A suction passage 34 is arranged in the solid of rotation 24, and this passage is from middle part that the right-hand member and the left end of small diameter portion extends to solid of rotation 24.The two ends of suction passage 34 communicate with suction pipe 36a, the 36b of refrigeration cycle respectively.Suction passage 34 communicates with the first inlet 37a and the second inlet 37b at solid of rotation 24 middle parts.

Main and spiral helicine blade 38a dot among the 38b(figure) match with groove respectively. Blade 38a, 38b are made by elastic material, utilize the elasticity of blade that its corresponding groove of blade is matched.The thickness of every blade 38a, 38b equates with the width of corresponding groove substantially.Each part of blade 38a, 38b radially can move along corresponding groove solid of rotation 24.The excircle of every blade 38a, 38b closely contacts with the inner circumference of cylinder 20.

First separated by spaces of discharging side that the first blade 38a is limited between will the excircle by the inner circumference of cylinder 20 and solid of rotation 24, extend to cylinder from the middle part of cylinder 20 becomes some active chamber 40a, these active chambers become crescent shape substantially, and along blade 38a from solid of rotation 24 and the inner circumference of cylinder 20 between contact segment extend to next contact segment.The middle part that the volume of these active chambers 40a is accompanyed or follow cylinder 20 reduces gradually to the distance of its first discharge side.
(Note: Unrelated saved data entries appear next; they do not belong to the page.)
// Test doubles shared by the integration tests

#![allow(dead_code)]

use std::sync::{Arc, Mutex};
use std::time::Duration;

use async_executors::Timer;
use async_trait::async_trait;
use futures::future::BoxFuture;

use quad_navigator::flight_log::MemoryLog;
use quad_navigator::vehicle::{Command, Vehicle};
use quad_navigator::{Error, Navigator, NavigatorConfig, Result};

/// What the vehicle and the timer were asked to do, in order
#[derive(Debug, Clone, PartialEq)]
pub enum Event {
    Command(Command),
    Wait(Duration),
}

#[derive(Debug, Default, Clone)]
pub struct Recorder {
    events: Arc<Mutex<Vec<Event>>>,
}

impl Recorder {
    pub fn events(&self) -> Vec<Event> {
        self.events.lock().unwrap().clone()
    }

    pub fn commands(&self) -> Vec<Command> {
        self.events()
            .into_iter()
            .filter_map(|e| match e {
                Event::Command(c) => Some(c),
                Event::Wait(_) => None,
            })
            .collect()
    }

    pub fn clear(&self) {
        self.events.lock().unwrap().clear();
    }

    fn push(&self, event: Event) {
        self.events.lock().unwrap().push(event);
    }
}

type FailWhen = Arc<dyn Fn(&Command) -> bool + Send + Sync>;

/// Vehicle recording every command, optionally rejecting some
#[derive(Clone)]
pub struct RecordingVehicle {
    recorder: Recorder,
    fail_when: Option<FailWhen>,
}

impl RecordingVehicle {
    pub fn new(recorder: Recorder) -> Self {
        Self {
            recorder,
            fail_when: None,
        }
    }

    pub fn failing_when(
        recorder: Recorder,
        fail_when: impl Fn(&Command) -> bool + Send + Sync + 'static,
    ) -> Self {
        Self {
            recorder,
            fail_when: Some(Arc::new(fail_when)),
        }
    }

    fn record(&self, command: Command) -> Result<()> {
        if let Some(fail_when) = &self.fail_when {
            if fail_when(&command) {
                return Err(Error::CommandRejected("error".to_owned()));
            }
        }
        self.recorder.push(Event::Command(command));
        Ok(())
    }
}

#[async_trait]
impl Vehicle for RecordingVehicle {
    async fn connect(&self) -> Result<()> {
        self.record(Command::Connect)
    }

    async fn takeoff(&self) -> Result<()> {
        self.record(Command::Takeoff)
    }

    async fn land(&self) -> Result<()> {
        self.record(Command::Land)
    }

    async fn rotate_clockwise(&self, degrees: f64) -> Result<()> {
        self.record(Command::RotateClockwise(degrees))
    }

    async fn rotate_counter_clockwise(&self, degrees: f64) -> Result<()> {
        self.record(Command::RotateCounterClockwise(degrees))
    }

    async fn move_forward(&self, centimeters: f64) -> Result<()> {
        self.record(Command::MoveForward(centimeters))
    }
}

/// Timer that records the requested wait and returns at once
#[derive(Debug, Clone)]
pub struct InstantTimer {
    recorder: Recorder,
}

impl InstantTimer {
    pub fn new(recorder: Recorder) -> Self {
        Self { recorder }
    }
}

impl Timer for InstantTimer {
    fn sleep(&self, dur: Duration) -> BoxFuture<'static, ()> {
        self.recorder.push(Event::Wait(dur));
        Box::pin(futures::future::ready(()))
    }
}

/// Timer that records the requested wait and never fires
#[derive(Debug, Clone)]
pub struct StalledTimer {
    recorder: Recorder,
}

impl StalledTimer {
    pub fn new(recorder: Recorder) -> Self {
        Self { recorder }
    }
}

impl Timer for StalledTimer {
    fn sleep(&self, dur: Duration) -> BoxFuture<'static, ()> {
        self.recorder.push(Event::Wait(dur));
        Box::pin(futures::future::pending())
    }
}

pub type TestNavigator = Navigator<RecordingVehicle, InstantTimer>;

/// Navigator on a recording vehicle, with its recorder and captured log
pub fn navigator(config: NavigatorConfig) -> (TestNavigator, Recorder, MemoryLog) {
    let _ = env_logger::builder().is_test(true).try_init();

    let recorder = Recorder::default();
    let flight_log = MemoryLog::new();
    let navigator = Navigator::with_config(
        RecordingVehicle::new(recorder.clone()),
        InstantTimer::new(recorder.clone()),
        config,
    )
    .with_flight_log(flight_log.clone());

    (navigator, recorder, flight_log)
}

/// Asserts `command` is a forward move of about `centimeters`
pub fn assert_move(command: &Command, centimeters: f64) {
    match command {
        Command::MoveForward(distance) => {
            approx::assert_relative_eq!(*distance, centimeters, epsilon = 1e-6)
        }
        other => panic!("expected a forward move of {} cm, got {:?}", centimeters, other),
    }
}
Equally, second separated by spaces of discharging side that the second blade 38b is limited between will the excircle by the inner circumference of cylinder 20 and solid of rotation 24, extend to cylinder from the middle part of cylinder 20 becomes some active chamber 40b, these active chambers become crescent shape substantially, and along blade 38b from solid of rotation 24 and the inner circumference of cylinder 20 between contact segment extend to next contact segment.The middle part that the volume of active chamber 40b is accompanyed or follow cylinder 20 reduces gradually to the distance of its second discharge side.

The runnability of the compressor 100 with said structure is described below.

When connecting the power supply of motor component 12, rotor 18 is with cylinder 20 rotations.By Euclidean member 32 rotating force of cylinder 20 is passed to solid of rotation 24, solid of rotation 24 rotates synchronously with cylinder 20.So its excircle part ground contacted with the inner circumference of cylinder 20 when solid of rotation 24 rotated.The first and second blade 38a, 38b are also with solid of rotation 24 one rotation.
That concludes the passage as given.